The Bank of New York Mellon’s London branch is at One Canada Square, London, E14 5AL.
The ACD is entitled to give further instructions to The Bank of New York Mellon and may terminate the agreement when this is in the best interests of the Shareholders.
The Auditors
The auditors of the Company are PricewaterhouseCoopers LLP.
The auditor’s registered office is, 1 Embankment Place, London WC2N 6RH.
Legal Advisers
The Company is advised by Simmons & Simmons LLP of CityPoint, One Ropemaker Street, London EC2Y 9SS.
Register of Shareholders
The Register of Shareholders may be inspected at International Financial Data Services (UK) Limited, IFDS House, St. Nicholas Lane, Basildon, SS15 5FS during normal business hours by any Shareholder or any Shareholder’s duly authorised agent.
Conflicts of Interest
The ACD, the Investment Adviser and other companies within the Allianz group may, from time to time, act as investment managers or advisers to other funds or sub-funds which follow similar investment objectives to those of the Funds. It is therefore possible that the ACD and/or the Investment Adviser may in the course of their business have potential conflicts of interest with the Company or a particular Fund and/or other fund managed by the ACD or an Investment Adviser. In particular, the ACD may effect or arrange transactions without further reference to or authority from the Company, even though the transaction is in relation to an investment in respect of which the ACD or an associate of the ACD many benefit from a commission, fee, mark up or mark down payable otherwise than by the Company, and/or the ACD or an associate of the ACD may also be remunerated by the counterparty to any such transaction. Each of the ACD and the Investment Adviser will, however, have regard in such event to its obligations under the ACD Agreement and the Investment Adviser Agreement respectively and, in particular, to its obligation to act in the best interests of the Company so far as practicable, having regard to its obligations to other clients, when undertaking any investment business where potential conflicts of interest may arise. Where a conflict of interest cannot be avoided, the ACD will ensure that the Company and the other funds it manages are fairly treated.
The ACD acknowledges that there may be some situations where the organisational or administrative arrangements in place for the management of conflicts of interest are not sufficient to ensure, with reasonable confidence, that risks of damage to the interests of the Company or its shareholders will be prevented. Should any such situations arise the ACD will disclose these to shareholders in an appropriate format.
The use of a box position may give rise to a conflict of interest between the ACD and shareholders. The ACD’s box management policy is not to hold shares in a box position.

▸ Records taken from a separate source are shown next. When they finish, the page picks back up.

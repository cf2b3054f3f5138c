//! # seccheck-remote
//!
//! A [`Checker`] that forwards checkpoint events to an external consumer.
//!
//! Each event is encoded as protobuf, wrapped in a type-tagged envelope,
//! framed, and sent with one vectored write over a `SOCK_SEQPACKET`
//! connection. The transport is best-effort: a failed write drops the event,
//! counts it, and never changes the outcome of the checked operation.

#![cfg_attr(test, allow(clippy::expect_used, clippy::unwrap_used))]

pub mod error;

use std::io::IoSlice;
use std::os::fd::{AsRawFd, OwnedFd};
use std::path::Path;
use std::sync::atomic::{AtomicU32, AtomicU64, Ordering};

use nix::sys::socket::{self, AddressFamily, MsgFlags, SockFlag, SockType, UnixAddr};
use prost::Name;
use prost_types::Any;
use seccheck_common::config::RemoteConfig;
use seccheck_common::constants::MAX_EVENT_SIZE;
use seccheck_common::error::{Result, SeccheckError};
use seccheck_core::fields::{ContainerStartFieldSet, SyscallFieldSet};
use seccheck_core::{Checker, TaskContext};
use seccheck_wire::messages::{Open, Read, Start, Syscall};
use seccheck_wire::{EncodedFrame, pack};

pub use crate::error::SendError;

/// Connects a `SOCK_SEQPACKET` socket to the consumer listening at `path`.
///
/// The socket is closed again if the connection fails.
///
/// # Errors
///
/// Returns [`SeccheckError::Socket`] naming the failing step.
pub fn setup(path: &Path) -> Result<OwnedFd> {
    let fd = socket::socket(
        AddressFamily::Unix,
        SockType::SeqPacket,
        SockFlag::SOCK_CLOEXEC,
        None,
    )
    .map_err(|e| SeccheckError::socket("socket", e))?;
    let addr = UnixAddr::new(path).map_err(|e| SeccheckError::socket("connect", e))?;
    socket::connect(fd.as_raw_fd(), &addr).map_err(|e| SeccheckError::socket("connect", e))?;
    tracing::debug!(path = %path.display(), "connected to consumer");
    Ok(fd)
}

/// Checker streaming events over a connection it owns.
#[derive(Debug)]
pub struct Remote {
    endpoint: OwnedFd,
    flags: MsgFlags,
    /// Events lost since the last frame that reached the socket.
    pending_drops: AtomicU32,
    /// Events lost over the sender's lifetime.
    total_drops: AtomicU64,
}

impl Remote {
    /// Wraps an already connected endpoint. Writes block when the socket
    /// buffer is full.
    #[must_use]
    pub fn new(endpoint: OwnedFd) -> Self {
        Self::with_flags(endpoint, MsgFlags::MSG_NOSIGNAL)
    }

    /// Connects according to `config`.
    ///
    /// # Errors
    ///
    /// Returns an error if the consumer socket cannot be reached.
    pub fn connect(config: &RemoteConfig) -> Result<Self> {
        let endpoint = setup(&config.socket_path)?;
        let mut flags = MsgFlags::MSG_NOSIGNAL;
        if config.drop_on_backpressure {
            flags |= MsgFlags::MSG_DONTWAIT;
        }
        Ok(Self::with_flags(endpoint, flags))
    }

    const fn with_flags(endpoint: OwnedFd, flags: MsgFlags) -> Self {
        Self {
            endpoint,
            flags,
            pending_drops: AtomicU32::new(0),
            total_drops: AtomicU64::new(0),
        }
    }

    /// Number of events dropped over this sender's lifetime.
    pub fn dropped(&self) -> u64 {
        self.total_drops.load(Ordering::Relaxed)
    }

    /// Sends `msg`, dropping it on failure.
    fn write<M: Name>(&self, msg: &M) {
        let dropped = self.pending_drops.swap(0, Ordering::AcqRel);
        if let Err(err) = self.write_any(&pack(msg), dropped) {
            let lost = dropped.saturating_add(1);
            let _ = self
                .pending_drops
                .fetch_update(Ordering::AcqRel, Ordering::Acquire, |n| {
                    Some(n.saturating_add(lost))
                });
            let _ = self.total_drops.fetch_add(1, Ordering::Relaxed);
            tracing::debug!(error = %err, event = %M::full_name(), "event dropped");
        }
    }

    fn write_any(&self, any: &Any, dropped: u32) -> std::result::Result<(), SendError> {
        let frame = EncodedFrame::new(any, dropped, MAX_EVENT_SIZE)?;
        let iov: [IoSlice<'_>; 2] = frame.io_slices();
        let written =
            socket::sendmsg::<UnixAddr>(self.endpoint.as_raw_fd(), &iov, &[], self.flags, None)
                .map_err(|e| SendError::Io(e.into()))?;
        if written != frame.len() {
            return Err(SendError::Partial {
                written,
                expected: frame.len(),
            });
        }
        Ok(())
    }
}

impl Checker for Remote {
    fn open(&self, _ctx: &TaskContext, _mask: SyscallFieldSet, info: &Open) -> Result<()> {
        tracing::trace!(?info, "remote: open");
        self.write(info);
        Ok(())
    }

    fn read(&self, _ctx: &TaskContext, _mask: SyscallFieldSet, info: &Read) -> Result<()> {
        tracing::trace!(?info, "remote: read");
        self.write(info);
        Ok(())
    }

    fn syscall(&self, _ctx: &TaskContext, _mask: SyscallFieldSet, info: &Syscall) -> Result<()> {
        tracing::trace!(?info, "remote: syscall");
        self.write(info);
        Ok(())
    }

    fn container_start(
        &self,
        _ctx: &TaskContext,
        _mask: ContainerStartFieldSet,
        info: &Start,
    ) -> Result<()> {
        tracing::trace!(?info, "remote: container start");
        self.write(info);
        Ok(())
    }
}

#[cfg(test)]
mod tests {
    use std::fs::File;
    use std::io::{ErrorKind, Read as _};

    use seccheck_wire::{Event, Frame};

    use super::*;

    fn pair(flags: SockFlag) -> (OwnedFd, File) {
        let (a, b) = socket::socketpair(
            AddressFamily::Unix,
            SockType::SeqPacket,
            None,
            flags | SockFlag::SOCK_CLOEXEC,
        )
        .expect("socketpair");
        (a, File::from(b))
    }

    fn recv_event(peer: &mut File) -> (u32, Event) {
        let mut buf = vec![0u8; MAX_EVENT_SIZE];
        let n = peer.read(&mut buf).expect("read");
        let frame = Frame::parse(&buf[..n], MAX_EVENT_SIZE).expect("frame");
        let event = Event::decode(&frame.envelope().expect("envelope")).expect("event");
        (frame.header.dropped_count, event)
    }

    #[test]
    fn open_is_sent_as_one_frame() {
        let (a, mut peer) = pair(SockFlag::empty());
        let remote = Remote::new(a);
        let open = Open {
            pathname: "/etc/passwd".into(),
            ..Open::default()
        };
        remote
            .open(&TaskContext::default(), SyscallFieldSet::empty(), &open)
            .expect("never vetoes");

        let (dropped, event) = recv_event(&mut peer);
        assert_eq!(dropped, 0);
        assert_eq!(event, Event::Open(open));
    }

    #[test]
    fn write_failures_never_veto() {
        let (a, peer) = pair(SockFlag::empty());
        drop(peer);
        let remote = Remote::new(a);
        let result = remote.read(
            &TaskContext::default(),
            SyscallFieldSet::empty(),
            &Read::default(),
        );
        assert!(result.is_ok());
        assert_eq!(remote.dropped(), 1);
    }

    #[test]
    fn drops_are_reported_in_the_next_frame() {
        let (a, mut peer) = pair(SockFlag::SOCK_NONBLOCK);
        let remote = Remote::with_flags(a, MsgFlags::MSG_NOSIGNAL | MsgFlags::MSG_DONTWAIT);
        let ctx = TaskContext::default();
        let start = Start {
            id: "c1".into(),
            ..Start::default()
        };

        let mut attempts = 0;
        while remote.dropped() == 0 {
            attempts += 1;
            assert!(attempts < 1_000_000, "socket buffer never filled");
            remote
                .container_start(&ctx, ContainerStartFieldSet::empty(), &start)
                .expect("never vetoes");
        }
        let lost = remote.dropped();

        let mut buf = vec![0u8; MAX_EVENT_SIZE];
        loop {
            match peer.read(&mut buf) {
                Ok(_) => {}
                Err(e) if e.kind() == ErrorKind::WouldBlock => break,
                Err(e) => panic!("drain failed: {e}"),
            }
        }

        remote
            .container_start(&ctx, ContainerStartFieldSet::empty(), &start)
            .expect("never vetoes");
        let (dropped, event) = recv_event(&mut peer);
        assert_eq!(u64::from(dropped), lost);
        assert_eq!(event, Event::ContainerStart(start));
    }

    #[test]
    fn setup_fails_without_a_listener() {
        let dir = tempfile::tempdir().expect("tempdir");
        let err = setup(&dir.path().join("missing.sock")).expect_err("no listener");
        assert!(matches!(err, SeccheckError::Socket { op: "connect", .. }));
    }
}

When making decisions on the creation or cancellation of shares, the ACD does make an allowance for potential price movements in the value of shares. If prices have not changed in line with the ACD’s estimate, a box position could inadvertently arise. In its dealings in shares the ACD is dealing as principal. The ACD will not be accountable to shareholders for any profits or benefits derived from dealings in shares that occur as a result of box positions so created.
The Depositary may, from time to time, act as the depositary of other open-ended investment companies with variable capital and as trustee or custodian of other collective investment schemes.
Conflicts of interest may arise as a result of OTC derivatives transactions and efficient portfolio management techniques. For example, the counterparties to, or agents, intermediaries or other entities which provide services in respect of, such transactions may be related to the ACD and/or the Investment Adviser. As a result, those entities may generate profits, fees or other income or avoid losses through such transactions. Furthermore, conflicts of interests may also arise where the collateral provided by such entities is subject to a valuation or haircut applied by a related party.